Friday, May 19, 2017

Sturm und drang und Manhattan

When I was a teenager, all the quality magazines and TV chat shows were filled by people who all knew each other and lived in New York City. After those commonalities, things fell apart. It was fascinating, watching them from 500 miles away, in towns they would scorn as small dunes in the Sahara of the Bozarts, whaling away at each other.

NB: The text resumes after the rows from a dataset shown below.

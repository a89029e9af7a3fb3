use std::collections::{BTreeMap, HashMap};
use std::path::{Path, PathBuf};

use anyhow::Context as _;

/// Durable string key/value storage, the shape of a browser's local storage.
///
/// Reads and writes are unconditional single-key operations. Writers never see
/// an error: a store that cannot persist logs and carries on.
pub trait KeyValueStore {
    fn get(&self, key: &str) -> Option<String>;
    fn set(&mut self, key: &str, value: &str);
}

#[derive(Debug, Default, Clone)]
pub struct MemoryStore {
    entries: HashMap<String, String>,
}

impl MemoryStore {
    pub fn new() -> Self {
        Self::default()
    }
}

impl KeyValueStore for MemoryStore {
    fn get(&self, key: &str) -> Option<String> {
        self.entries.get(key).cloned()
    }

    fn set(&mut self, key: &str, value: &str) {
        self.entries.insert(key.to_string(), value.to_string());
    }
}

/// A JSON file of string entries, rewritten on every `set`.
#[derive(Debug)]
pub struct FileStore {
    path: PathBuf,
    entries: BTreeMap<String, String>,
}

impl FileStore {
    pub fn open(path: PathBuf) -> Self {
        let entries = match std::fs::read(&path) {
            Ok(bytes) => match serde_json::from_slice(&bytes) {
                Ok(entries) => entries,
                Err(error) => {
                    tracing::warn!(
                        path = %path.display(),
                        %error,
                        "unreadable preference file; all stored preferences reset to defaults"
                    );
                    BTreeMap::new()
                }
            },
            Err(error) if error.kind() == std::io::ErrorKind::NotFound => BTreeMap::new(),
            Err(error) => {
                tracing::warn!(path = %path.display(), %error, "cannot read preference file");
                BTreeMap::new()
            }
        };
        Self { path, entries }
    }

    /// Opens the store for one origin under `dir`. Each origin gets its own
    /// file, so preferences never leak between sites.
    pub fn for_origin(dir: &Path, origin: &str) -> Self {
        let hash = blake3::hash(origin.as_bytes()).to_hex();
        let name = format!("{}.json", &hash.as_str()[..16]);
        Self::open(dir.join(name))
    }

    pub fn path(&self) -> &Path {
        &self.path
    }

    fn flush(&self) -> anyhow::Result<()> {
        if let Some(parent) = self.path.parent() {
            if !parent.as_os_str().is_empty() {
                std::fs::create_dir_all(parent)
                    .with_context(|| format!("create {}", parent.display()))?;
            }
        }
        let bytes = serde_json::to_vec_pretty(&self.entries).context("encode preferences")?;
        std::fs::write(&self.path, bytes)
            .with_context(|| format!("write {}", self.path.display()))?;
        Ok(())
    }
}

impl KeyValueStore for FileStore {
    fn get(&self, key: &str) -> Option<String> {
        self.entries.get(key).cloned()
    }

    fn set(&mut self, key: &str, value: &str) {
        self.entries.insert(key.to_string(), value.to_string());
        if let Err(e) = self.flush() {
            tracing::warn!(key, error = %format!("{e:#}"), "failed to persist preference");
        }
    }
}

Here's a delightful review of some of the participants back then. It's hard not to love a survey of intellectualism that includes the line,
Given the long history of gangland strife between Commentary and the New York Review of Books...
From Columbia, Podhoretz, destined for distinction in the finest dojos of literary training, continues his studies at Cambridge, where the fearsome F.R. Leavis and his wife, Queenie, reign with a far scalier hand over their student disciples than the Trillings, Lionel being far more steeped in ambiguity, dialectical subtleties and flickering equivocations (Diana was another story) than the cocksure Leavises. Every Saturday on their lawn the Leavises conduct an informal seminar in which to evaluate literature and vent their grievances, deploring T.S. Eliot as a simpering turncoat and accusing the ‘metropolitan weeklies’ of conspiring to keep Leavis’s reputation on the down-low. Although the Leavis approach to literature, politics and criticism is temperamentally and operatively different from the Trillings’, young Podhoretz, nimbly adaptable to any suck-up opportunity for advancement, activates his overachiever superpower. ‘I became a Leavisian – not, perhaps, the most ardent of his young epigoni at Cambridge, but, in all truth, the others being a singularly dreary and humourless lot, the most adept.’ The best con men are often said to be excellent mimics, so perhaps we should be grateful that Podhoretz didn’t choose a more criminal calling.